The morning of March 6, 1970, while finishing up preparations to bomb the Non-Commissioned Officers Dance at Fort Dix, Robbins and two other New York Collective members, Diana Oughton and Ted Gold, blew themselves up in the explosion of a New York City townhouse. (Gold was not in the basement at the time; he had just returned from the Strand Bookstore). The explosion occurred in the basement floor of the townhouse at 18 West 11th in which Robbins and Oughton had been working. Other members deduced that Robbins's inexperience in the art of bomb making led him to mistakenly cross wires and set off a premature detonation. The remains of the bodies found in the basement were almost unidentifiable; the police were able to identify the remains of Diana Oughton by a fragment of her thumb. Ted Gold's body was found outside, crushed under the townhouse's framework. It was only with the issuance of the first official Weather Underground Organization (WUO) communiqué, weeks after the explosion, that Terry Robbins was identified as the last victim.

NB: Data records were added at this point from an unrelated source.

//! Asynchronous batch processing strategy
//!
//! Multi-threaded scan replay with user-based partitioning. Events are
//! read in batches; within a batch, events for different users settle
//! concurrently while each user's events stay in file order.
//!
//! # Architecture
//!
//! ```text
//! AsyncProcessingStrategy
//!     ├── BatchConfig (batch_size, max_concurrent_batches)
//!     ├── AsyncReader (batch CSV reading)
//!     └── ScanProcessor (user partitioning + task spawning)
//!         └── Arc<RewardsService> (thread-safe settlement)
//! ```
//!
//! Batches are processed sequentially so a user's events never interleave
//! across batch boundaries. Correctness does not depend on partitioning
//! (the ledger's per-user critical section already prevents balance
//! races); partitioning keeps per-user settlement ordering deterministic.

use crate::core::{RewardsService, SettlementReceipt};
use crate::io::async_reader::AsyncReader;
use crate::io::csv_format::write_wallets_csv;
use crate::strategy::ProcessingStrategy;
use crate::types::{RecordId, RewardsError, ScanRecord};
use std::collections::HashMap;
use std::io::Write;
use std::path::Path;
use std::sync::Arc;
use tracing::warn;

/// Configuration for batch processing
#[derive(Clone, Debug)]
pub struct BatchConfig {
    /// Number of scan events per batch
    pub batch_size: usize,
    /// Maximum number of worker threads settling concurrently
    pub max_concurrent_batches: usize,
}

impl Default for BatchConfig {
    fn default() -> Self {
        Self {
            batch_size: 1000,
            max_concurrent_batches: num_cpus::get(),
        }
    }
}

impl BatchConfig {
    /// Create a new BatchConfig, falling back to defaults on zero values
    pub fn new(batch_size: usize, max_concurrent_batches: usize) -> Self {
        let default = Self::default();

        let batch_size = if batch_size == 0 {
            warn!(
                "Invalid batch_size ({}), using default ({})",
                batch_size, default.batch_size
            );
            default.batch_size
        } else {
            batch_size
        };

        let max_concurrent_batches = if max_concurrent_batches == 0 {
            warn!(
                "Invalid max_concurrent_batches ({}), using default ({})",
                max_concurrent_batches, default.max_concurrent_batches
            );
            default.max_concurrent_batches
        } else {
            max_concurrent_batches
        };

        Self {
            batch_size,
            max_concurrent_batches,
        }
    }
}

/// Result of settling a single scan event
#[derive(Debug, Clone)]
pub struct ProcessingResult {
    /// The scan event that was processed
    pub record: ScanRecord,
    /// The settlement outcome
    pub result: Result<SettlementReceipt, RewardsError>,
}

/// Batch processor with user-based partitioning
///
/// Cloneable; clones share the same underlying service.
#[derive(Debug, Clone)]
pub struct ScanProcessor {
    service: Arc<RewardsService>,
}

impl ScanProcessor {
    /// Create a processor over a shared service
    pub fn new(service: Arc<RewardsService>) -> Self {
        Self { service }
    }

    /// Partition a batch of scan events by user
    ///
    /// Each event appears in exactly one sub-batch, and events for each
    /// user keep their original order.
    pub fn partition_by_user(&self, batch: Vec<ScanRecord>) -> HashMap<RecordId, Vec<ScanRecord>> {
        let mut user_batches: HashMap<RecordId, Vec<ScanRecord>> = HashMap::new();

        for record in batch {
            user_batches.entry(record.user_id).or_default().push(record);
        }

        user_batches
    }

    /// Settle all events for a single user sequentially
    ///
    /// Failures are captured in the results and do not stop processing.
    pub async fn process_user_scans(&self, scans: Vec<ScanRecord>) -> Vec<ProcessingResult> {
        let mut results = Vec::with_capacity(scans.len());

        for record in scans {
            let result = self.service.settle_disposal(
                &record.bin_id,
                &record.product_id,
                &record.user_id,
            );
            results.push(ProcessingResult { record, result });
        }

        results
    }

    /// Settle a batch of scan events with user-based partitioning
    ///
    /// Spawns one task per user, settling different users concurrently
    /// while keeping each user's events in order. All events are
    /// processed even when some fail; results may come back in any order
    /// across users.
    pub async fn process_batch(&self, batch: Vec<ScanRecord>) -> Vec<ProcessingResult> {
        let user_batches = self.partition_by_user(batch);

        let mut tasks = Vec::new();
        for (_user_id, scans) in user_batches {
            let processor = self.clone();
            tasks.push(tokio::spawn(async move {
                processor.process_user_scans(scans).await
            }));
        }

        let mut results = Vec::new();
        for task in tasks {
            match task.await {
                Ok(user_results) => results.extend(user_results),
                Err(e) => {
                    warn!("Settlement task panicked: {:?}", e);
                }
            }
        }

        results
    }
}

/// Asynchronous batch processing strategy
///
/// Reads scan events in batches and settles them on a tokio
/// multi-threaded runtime. The shared service state is safe for
/// concurrent settlement; two events for the same user cannot race the
/// wallet balance.
#[derive(Debug, Clone)]
pub struct AsyncProcessingStrategy {
    /// Batch processing configuration
    config: BatchConfig,
}

impl AsyncProcessingStrategy {
    /// Create a new AsyncProcessingStrategy with the specified configuration
    pub fn new(config: BatchConfig) -> Self {
        Self { config }
    }
}

impl ProcessingStrategy for AsyncProcessingStrategy {
    /// Process scan events from input file and write wallet summaries
    ///
    /// 1. Builds a tokio multi-threaded runtime
    /// 2. Seeds a fresh demo service shared across tasks
    /// 3. Reads events in batches with AsyncReader
    /// 4. Settles each batch with user-based partitioning, waiting for a
    ///    batch to finish before reading the next
    /// 5. Writes the final wallet summaries to output
    ///
    /// Fatal errors (file not found, runtime errors) are returned;
    /// individual settlement failures are logged and skipped.
    fn process(&self, input_path: &Path, output: &mut dyn Write) -> Result<(), String> {
        let runtime = tokio::runtime::Builder::new_multi_thread()
            .worker_threads(self.config.max_concurrent_batches)
            .build()
            .map_err(|e| format!("Failed to create tokio runtime: {}", e))?;

        runtime.block_on(async {
            let service = Arc::new(RewardsService::with_demo_data());
            let processor = ScanProcessor::new(Arc::clone(&service));

            let file = tokio::fs::File::open(input_path)
                .await
                .map_err(|e| format!("Failed to open file '{}': {}", input_path.display(), e))?;

            // Wrap tokio file in a compatibility layer for csv-async
            let compat_file = tokio_util::compat::TokioAsyncReadCompatExt::compat(file);
            let mut reader = AsyncReader::new(compat_file);

            // Process batches sequentially so per-user ordering holds
            // across the entire file
            loop {
                let batch = reader.read_batch(self.config.batch_size).await;
                if batch.is_empty() {
                    break;
                }

                for outcome in processor.process_batch(batch).await {
                    if let Err(e) = outcome.result {
                        warn!(bin = %outcome.record.bin_id, "Settlement error: {}", e);
                    }
                }
            }

            write_wallets_csv(&service.wallet_summaries(), output)?;

            Ok(())
        })
    }
}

Shortly after the explosion, Weathermen leaders placed John Jacobs on indefinite leave from the WUO because he was the main advocate of Robbins's aggressive actions. Terry Robbins was convinced that extreme acts of destruction were the way for the organization to move into a revolution. He was seen as the main source of the Weathermen's aggressive tendencies; as friend Bill Ayers once said, "his extremism was an impulse in all of us."

Because of the explosion, the Weathermen claimed to try not to hurt people:

We were very careful from the moment of the townhouse on to be sure we weren't going to hurt anybody, and we never did hurt anybody. Whenever we put a bomb in a public space, we had figured out all kinds of ways to put checks and balances on the thing and also to get people away from it, and we were remarkably successful.